The report Money and Politics in Simcoe County: Shining a Light on Municipal Election Financing, was released March 17 by the Toronto-based Environmental Defence on behalf of Campaign Lake Simcoe, an alliance it serves in conjunction with the non-profit Ontario Nature and the Rescue lake Simcoe Coalition.
The development industry, including contractors, law firms and planning consultants working for developers, gave 43 per cent of all contributions to elected councillors, said the report, citing election statistics in five area municipalities.
More than half those contributions (58 per cent) came from outside the municipalities in which they were applied.
“The biggest problem with this is that it looks bad and leads the public to question the decisions (of elected officials),” said Dr. Michael Johns, a Laurentian University assistant professor of political science at Georgian College.
He also said those wanting to manipulate the system will do so despite imposed restrictions.
Instead, he suggests candidates increase the transparency of their funding relationships, and municipalities publicize contribution details sooner (it now takes months), so voters can judge for themselves before the election.
“With access to the Internet, we could have this information in five minutes,” he said.
“Council almost never makes decisions that can directly benefit one company or another, with the exception of decisions on development approvals,” said Ward 2 Coun. Jeff Lehman.

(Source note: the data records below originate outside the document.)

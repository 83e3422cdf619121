#![no_std]

// Shared logic for the Channel Sounding ranging engine.
//
// This crate stays portable across MCU firmware and host tooling by avoiding the
// Rust standard library. It owns the procedure data model and the pure
// bookkeeping; the firmware crate layers signals, timers and logging on top.
pub mod buffer;
pub mod config;
pub mod controller;
pub mod counters;
pub mod estimator;
pub mod ingest;
pub mod orchestrator;
pub mod procedure;
pub mod retriever;
pub mod state;
pub mod status;
pub mod telemetry;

He said he refrained from accepting developer dollars in his 2006 campaign and is continuing that policy in his current run for mayor.

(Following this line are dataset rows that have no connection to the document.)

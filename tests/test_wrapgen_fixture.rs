//! Fixture Package Integration Tests
//!
//! Key validations:
//! - Every method shape in `wrapgentest` classifies and renders back to Go
//! - Local embedding closure (`ExportedInterfaceWithEmbedded`)
//! - Remote embedding through a GOROOT-style source tree (`io.Reader`)
//! - Only exported declarations reach the catalogue
//! - Resolving twice gives identical serialized output

use anyhow::Result;
use pretty_assertions::assert_eq;
use std::path::{Path, PathBuf};
use thiserror::Error;
use wrapgen::model::{ChannelDirection, Primitive, TypeReference};
use wrapgen::{
    DiagnosticKind, NoRemoteLookup, PackageLoader, PackageUnit, ResolvedPackage, Settings,
    SourceTreeLookup, StaticLookup, resolve_package,
};

/// Errors specific to fixture testing
#[derive(Error, Debug)]
pub enum FixtureError {
    #[error("Fixture failed to load: {0}\nSuggestion: Check tests/fixtures/wrapgentest is valid Go")]
    LoadFailed(String),

    #[error("Interface '{0}' missing from catalogue\nSuggestion: Inspect the diagnostics of the run")]
    MissingInterface(String),
}

fn fixtures() -> PathBuf {
    Path::new(env!("CARGO_MANIFEST_DIR")).join("tests/fixtures")
}

fn load_fixture() -> Result<PackageUnit, FixtureError> {
    PackageLoader::new()
        .load_dir(&fixtures().join("wrapgentest"))
        .map_err(|e| FixtureError::LoadFailed(e.to_string()))
}

fn goroot_lookup() -> SourceTreeLookup {
    SourceTreeLookup::new(vec![fixtures().join("goroot/src")])
}

fn rendered_methods(package: &ResolvedPackage, name: &str) -> Result<Vec<String>, FixtureError> {
    let iface = package
        .interface(name)
        .ok_or_else(|| FixtureError::MissingInterface(name.to_string()))?;
    Ok(iface.methods.iter().map(ToString::to_string).collect())
}

const EXPORTED_INTERFACE_METHODS: [&str; 13] = [
    "A()",
    "B(int, bool) (string, error)",
    "C(one int, two bool) (string, error)",
    "D(one ExportedStruct, two *ExportedStruct) error",
    "E(one func(), two func(int) bool) error",
    "F(one chan bool, two <-chan bool, three chan<- bool) error",
    "G(one []string, two [100]string) error",
    "H(one os.File, two *os.File) error",
    "I(one os.FileInfo) error",
    "J(one map[string]string) error",
    "K(one ...string) error",
    "L(one interface{}, two struct{}) error",
    "M(one http.Handler) error",
];

#[test]
fn test_fixture_resolves_cleanly() -> Result<()> {
    let unit = load_fixture()?;
    assert_eq!(unit.name, "wrapgentest");

    let package = resolve_package(&unit, &goroot_lookup());
    assert!(package.is_clean(), "unexpected diagnostics: {:?}", package.diagnostics);
    assert_eq!(
        package.interface_names(),
        vec![
            "ExportedInterface",
            "ExportedInterfaceWithEmbedded",
            "ExportedInterfaceWithRemoteEmbedded",
        ]
    );
    let structs: Vec<&str> = package.structs.iter().map(|s| s.name.as_str()).collect();
    assert_eq!(structs, vec!["ExportedStruct"]);
    Ok(())
}

#[test]
fn test_embedded_interface_has_all_thirteen_methods() -> Result<()> {
    let package = resolve_package(&load_fixture()?, &goroot_lookup());

    assert_eq!(
        rendered_methods(&package, "ExportedInterface")?,
        EXPORTED_INTERFACE_METHODS
    );
    assert_eq!(
        rendered_methods(&package, "ExportedInterfaceWithEmbedded")?,
        EXPORTED_INTERFACE_METHODS
    );

    let embedded = package.interface("ExportedInterfaceWithEmbedded").unwrap();
    assert_eq!(embedded.embeds, vec!["ExportedInterface"]);
    assert!(embedded.methods.iter().all(|m| m.origin == "ExportedInterface"));
    Ok(())
}

#[test]
fn test_parameter_classification() -> Result<()> {
    let package = resolve_package(&load_fixture()?, &NoRemoteLookup);
    let iface = package.interface("ExportedInterface").unwrap();
    let param = |method: &str, index: usize| iface.method(method).unwrap().signature.params[index].ty.clone();

    let boolean = TypeReference::Primitive(Primitive::Bool);
    let string = TypeReference::Primitive(Primitive::String);

    assert_eq!(
        param("F", 1),
        TypeReference::channel(boolean.clone(), ChannelDirection::ReceiveOnly)
    );
    assert_eq!(
        param("F", 2),
        TypeReference::channel(boolean, ChannelDirection::SendOnly)
    );
    assert_eq!(param("G", 0), TypeReference::slice(string.clone()));
    assert_eq!(param("G", 1), TypeReference::array(string.clone(), 100));
    assert_eq!(param("J", 0), TypeReference::map(string.clone(), string.clone()));
    assert_eq!(param("K", 0), TypeReference::variadic(string));
    assert_eq!(
        param("H", 1),
        TypeReference::pointer(TypeReference::named(Some("os"), "File"))
    );
    // the `nethttp` alias is resolved through the file's import table
    assert_eq!(param("M", 0), TypeReference::named(Some("net/http"), "Handler"));
    assert_eq!(param("D", 0), TypeReference::named(None, "ExportedStruct"));
    assert_eq!(param("L", 0), TypeReference::EmptyInterface);
    assert_eq!(param("L", 1), TypeReference::EmptyStruct);

    let packages: Vec<String> = iface.referenced_packages().into_iter().collect();
    assert_eq!(packages, vec!["net/http", "os"]);
    Ok(())
}

#[test]
fn test_remote_embedding_through_source_tree() -> Result<()> {
    let package = resolve_package(&load_fixture()?, &goroot_lookup());

    assert_eq!(
        rendered_methods(&package, "ExportedInterfaceWithRemoteEmbedded")?,
        vec!["Read(p []byte) (n int, err error)"]
    );
    let remote = package.interface("ExportedInterfaceWithRemoteEmbedded").unwrap();
    assert_eq!(remote.embeds, vec!["io.Reader"]);
    assert_eq!(remote.methods[0].origin, "io.Reader");
    Ok(())
}

#[test]
fn test_remote_embedding_through_static_lookup() -> Result<()> {
    let io = PackageUnit::from_sources([(
        "io.go",
        "package io\n\ntype Reader interface {\n\tRead(p []byte) (n int, err error)\n}\n",
    )])?;
    let lookup = StaticLookup::new().with_package("io", io);

    let package = resolve_package(&load_fixture()?, &lookup);
    assert!(package.is_clean());
    assert_eq!(
        rendered_methods(&package, "ExportedInterfaceWithRemoteEmbedded")?,
        vec!["Read(p []byte) (n int, err error)"]
    );
    Ok(())
}

#[test]
fn test_missing_remote_package_only_drops_its_interface() -> Result<()> {
    let package = resolve_package(&load_fixture()?, &NoRemoteLookup);

    assert_eq!(package.diagnostics.len(), 1);
    let diagnostic = &package.diagnostics[0];
    assert_eq!(diagnostic.kind, DiagnosticKind::UnresolvedRemoteEmbedding);
    assert_eq!(diagnostic.declaration, "ExportedInterfaceWithRemoteEmbedded");
    assert_eq!(
        package.interface_names(),
        vec!["ExportedInterface", "ExportedInterfaceWithEmbedded"]
    );
    Ok(())
}

#[test]
fn test_lookup_roots_from_settings() -> Result<()> {
    let mut settings = Settings::default();
    settings.lookup.go_root = Some(fixtures().join("goroot"));

    let lookup = SourceTreeLookup::from_settings(&settings);
    assert_eq!(lookup.roots()[0], fixtures().join("goroot/src"));

    let package = resolve_package(&load_fixture()?, &lookup);
    assert!(package.is_clean());
    Ok(())
}

#[test]
fn test_resolution_is_deterministic() -> Result<()> {
    let unit = load_fixture()?;
    let first = serde_json::to_string_pretty(&resolve_package(&unit, &goroot_lookup()))?;
    let second = serde_json::to_string_pretty(&resolve_package(&unit, &goroot_lookup()))?;
    assert_eq!(first, second);

    let decoded: ResolvedPackage = serde_json::from_str(&first)?;
    assert_eq!(decoded.interface_names().len(), 3);
    Ok(())
}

“I think it creates a public perception of conflict when a large portion of a candidate’s funding comes from the development community, particularly from developers who are not from Barrie.
“I also think that with the decisions that the next council is going to make concerning growth in the annexation area, this is doubly important in this election.”
Barrie Mayor Dave Aspden did accept donations for his successful 2006 mayoral campaign. And in 2007, he also took a secretive trip to China with landowners/developers with extensive property holdings in Barrie and Innisfil, who also contributed to his election campaign.
An OPP investigation into the matter at the request of city council, did not lead to criminal charges.
The report also recommends campaign donations be restricted to qualified electors, as well as in number and value. It also urges the value of paid volunteer labour be included as an employer contribution.
“The sprawling pattern of development in the 905-region should make us think hard about the influence of development dollars,” said York University’s Robert MacDermid, a well-known municipal election financing expert and a contributor to the report.
The full report is available here.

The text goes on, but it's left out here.